─── Data for processing
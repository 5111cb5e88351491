//! Gzip and zlib streams for binary layer payloads.

use std::io::{self, Read, Write};

use flate2::read::{GzDecoder, ZlibDecoder};
use flate2::write::{GzEncoder, ZlibEncoder};
use flate2::Compression;

const GZIP_MAGIC: [u8; 2] = [0x1f, 0x8b];

/// Stream format of a compressed payload.
#[derive(Debug, Clone, Copy, PartialEq, Eq)]
pub enum CompressionMethod {
    /// RFC 1952, with gzip header
    Gzip,
    /// RFC 1950
    Zlib,
}

/// Compresses `data`; `level` is 0-9, `None` for the flate2 default.
pub fn compress(data: &[u8], method: CompressionMethod, level: Option<u32>) -> io::Result<Vec<u8>> {
    let level = level.map_or_else(Compression::default, |l| Compression::new(l.min(9)));
    match method {
        CompressionMethod::Gzip => {
            let mut encoder = GzEncoder::new(Vec::with_capacity(data.len() / 2), level);
            encoder.write_all(data)?;
            encoder.finish()
        }
        CompressionMethod::Zlib => {
            let mut encoder = ZlibEncoder::new(Vec::with_capacity(data.len() / 2), level);
            encoder.write_all(data)?;
            encoder.finish()
        }
    }
}

/// Inflates a gzip or zlib stream, picking the format from the header.
///
/// At most `expected_size + 1` bytes are produced, so the caller can tell an oversized
/// payload apart without inflating all of it.
pub fn decompress(data: &[u8], expected_size: usize) -> io::Result<Vec<u8>> {
    let limit = expected_size as u64 + 1;
    let mut out = Vec::with_capacity(expected_size);
    if data.starts_with(&GZIP_MAGIC) {
        GzDecoder::new(data).take(limit).read_to_end(&mut out)?;
    } else {
        ZlibDecoder::new(data).take(limit).read_to_end(&mut out)?;
    }
    Ok(out)
}

#[cfg(test)]
mod tests {
    use super::*;

    #[test]
    fn detects_method_from_header() {
        let data: Vec<u8> = (0..64u8).cycle().take(1024).collect();
        for method in [CompressionMethod::Gzip, CompressionMethod::Zlib] {
            let packed = compress(&data, method, None).unwrap();
            assert_eq!(packed.starts_with(&GZIP_MAGIC), method == CompressionMethod::Gzip);
            assert_eq!(decompress(&packed, data.len()).unwrap(), data);
        }
    }

    #[test]
    fn output_is_capped_one_past_expected() {
        let data = vec![7u8; 4096];
        let packed = compress(&data, CompressionMethod::Zlib, Some(9)).unwrap();
        assert_eq!(decompress(&packed, 16).unwrap().len(), 17);
    }

    #[test]
    fn garbage_is_an_error() {
        assert!(decompress(b"definitely not deflate", 16).is_err());
    }
}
──────
From the entries above, show each line that includes the string "format".

— Task output —
/// Stream format of a compressed payload.
/// Inflates a gzip or zlib stream, picking the format from the header.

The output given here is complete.